→ Task
Which lines below contain the word "paths"? Copy each of them.

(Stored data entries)

//! HTML serializer.

#![allow(clippy::unused_self)] // Unit struct methods have &self for API consistency

use crate::document::Document;
use crate::node::{Element, Node};

/// Serialize a [`Document`] back to HTML.
///
/// Void elements are written without an end tag, every other element gets
/// an explicit one. Text is escaped except inside `script` and `style`;
/// [`Node::Raw`] content is written unchanged.
pub struct HtmlSerializer;

impl HtmlSerializer {
    #[must_use]
    pub fn new() -> Self {
        Self
    }

    /// Serialize the whole document.
    pub fn serialize(&self, document: &Document) -> String {
        let mut out = String::with_capacity(4096);
        for node in &document.children {
            write_node(node, false, &mut out);
        }
        out
    }

    /// Serialize a single node and its subtree.
    pub fn serialize_node(&self, node: &Node) -> String {
        let mut out = String::new();
        write_node(node, false, &mut out);
        out
    }
}

impl Default for HtmlSerializer {
    fn default() -> Self {
        Self::new()
    }
}

fn write_node(node: &Node, raw_text: bool, out: &mut String) {
    match node {
        Node::Element(element) => write_element(element, out),
        Node::Text(text) if raw_text => out.push_str(text),
        Node::Text(text) => escape_into(text, false, out),
        Node::Comment(body) => {
            out.push_str("<!--");
            out.push_str(body);
            out.push_str("-->");
        }
        Node::Doctype(body) => {
            out.push_str("<!DOCTYPE ");
            out.push_str(body);
            out.push('>');
        }
        Node::Raw(markup) => out.push_str(markup),
    }
}

fn write_element(element: &Element, out: &mut String) {
    out.push('<');
    out.push_str(&element.tag);
    for (key, value) in &element.attrs {
        out.push(' ');
        out.push_str(key);
        out.push_str("=\"");
        escape_into(value, true, out);
        out.push('"');
    }
    out.push('>');

    if element.is_void() && element.children.is_empty() {
        return;
    }

    let raw_text = element.is_raw_text();
    for child in &element.children {
        write_node(child, raw_text, out);
    }

    out.push_str("</");
    out.push_str(&element.tag);
    out.push('>');
}

fn escape_into(text: &str, attribute: bool, out: &mut String) {
    for ch in text.chars() {
        match ch {
            '&' => out.push_str("&amp;"),
            '<' => out.push_str("&lt;"),
            '>' => out.push_str("&gt;"),
            '"' if attribute => out.push_str("&quot;"),
            _ => out.push(ch),
        }
    }
}
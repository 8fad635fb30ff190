//! `${VAR}` expansion in configuration strings.

use crate::ConfigError;

/// Expand `${VAR}` and `${VAR:-default}` references in `value`.
///
/// `field` names the config key for error messages. A value without `${` is
/// returned as is, bare `$VAR` included. Once a value contains `${`, the
/// whole value is expanded and bare `$VAR` references are substituted too.
pub(crate) fn expand_env(value: &str, field: &str) -> Result<String, ConfigError> {
    if !value.contains("${") {
        return Ok(value.to_owned());
    }

    shellexpand::env_with_context(value, |var| -> Result<Option<String>, UnsetVar> {
        std::env::var(var).map(Some).map_err(|_| UnsetVar(var.to_owned()))
    })
    .map(std::borrow::Cow::into_owned)
    .map_err(|e| ConfigError::EnvVar {
        field: field.to_owned(),
        message: format!("${{{}}} not set", e.cause.0),
    })
}

/// Name of a variable referenced without a default and not set.
struct UnsetVar(String);
//! `mmd scan` command implementation.

use std::fs;
use std::path::PathBuf;

use clap::Args;
use mmd_activator::find_sources;
use mmd_dom::Document;

use crate::error::CliError;
use crate::output::Output;
use crate::pages::{Page, collect_pages};

/// Arguments for the scan command.
#[derive(Args)]
pub(crate) struct ScanArgs {
    /// HTML files or directories (searched for `**/*.html`).
    #[arg(required = true)]
    paths: Vec<PathBuf>,
}

impl ScanArgs {
    pub(crate) fn execute(self) -> Result<(), CliError> {
        let output = Output::new();
        let pages = collect_pages(&self.paths)?;

        let mut total = 0;
        let mut with_diagrams = 0;
        for page in &pages {
            let count = count_sources(page)?;
            if count > 0 {
                output.info(&format!("{}: {count} diagram source(s)", page.path.display()));
                total += count;
                with_diagrams += 1;
            }
        }

        output.success(&format!(
            "{total} diagram source(s) in {with_diagrams} of {} page(s)",
            pages.len()
        ));
        Ok(())
    }
}

fn count_sources(page: &Page) -> Result<usize, CliError> {
    let html = fs::read_to_string(&page.path)?;
    let document = Document::parse(&html).map_err(|source| CliError::Parse {
        path: page.path.clone(),
        source,
    })?;
    Ok(find_sources(&document).len())
}

#[cfg(test)]
mod tests {
    use tempfile::TempDir;

    use super::*;

    #[test]
    fn test_count_sources_does_not_modify_page() {
        let tmp = TempDir::new().unwrap();
        let path = tmp.path().join("page.html");
        let html = concat!(
            r#"<pre><code class="language-mermaid">graph TD; A--&gt;B;</code></pre>"#,
            r#"<pre><code class="language-mermaid">pie title X</code></pre>"#,
            r#"<pre><code class="language-bash">ls</code></pre>"#,
        );
        fs::write(&path, html).unwrap();
        let page = Page {
            path: path.clone(),
            relative: PathBuf::from("page.html"),
        };

        assert_eq!(count_sources(&page).unwrap(), 2);
        assert_eq!(fs::read_to_string(&path).unwrap(), html);
    }
}
//! Minimal HTML document tree for diagram activation.
//!
//! Pages produced by a documentation build are parsed into an owned
//! [`Document`], queried with a small CSS-like [`Selector`], mutated by
//! replacing nodes in place, and serialized back to HTML.
//!
//! The parser is tolerant of the markup typical renderers emit: a doctype,
//! void elements with or without `/>`, valueless attributes, raw-text
//! `script`/`style` bodies, unquoted attribute values, a stray `<` in text,
//! every named HTML entity and unmatched end tags.
//!
//! # Example
//!
//! ```
//! use mmd_dom::{Document, Node, Selector};
//!
//! let mut doc = Document::parse(
//!     r#"<pre><code class="language-mermaid">graph TD; A--&gt;B;</code></pre>"#,
//! )
//! .unwrap();
//! let selector = Selector::parse("pre code.language-mermaid").unwrap();
//!
//! let paths = doc.select(&selector);
//! assert_eq!(paths.len(), 1);
//! assert_eq!(doc.get(&paths[0]).unwrap().text_content(), "graph TD; A-->B;");
//!
//! doc.replace(&paths[0], Node::text("replaced"));
//! assert_eq!(doc.to_html(), "<pre>replaced</pre>");
//! ```

mod document;
mod error;
mod node;
mod parser;
mod selector;
mod serializer;

pub use document::{Document, NodePath};
pub use error::{ParseError, SelectorError};
pub use node::{Element, Node};
pub use parser::HtmlParser;
pub use selector::Selector;
pub use serializer::HtmlSerializer;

→ Result of the exercise
    paths: Vec<PathBuf>,
        let pages = collect_pages(&self.paths)?;
//! let paths = doc.select(&selector);
//! assert_eq!(paths.len(), 1);
//! assert_eq!(doc.get(&paths[0]).unwrap().text_content(), "graph TD; A-->B;");
//! doc.replace(&paths[0], Node::text("replaced"));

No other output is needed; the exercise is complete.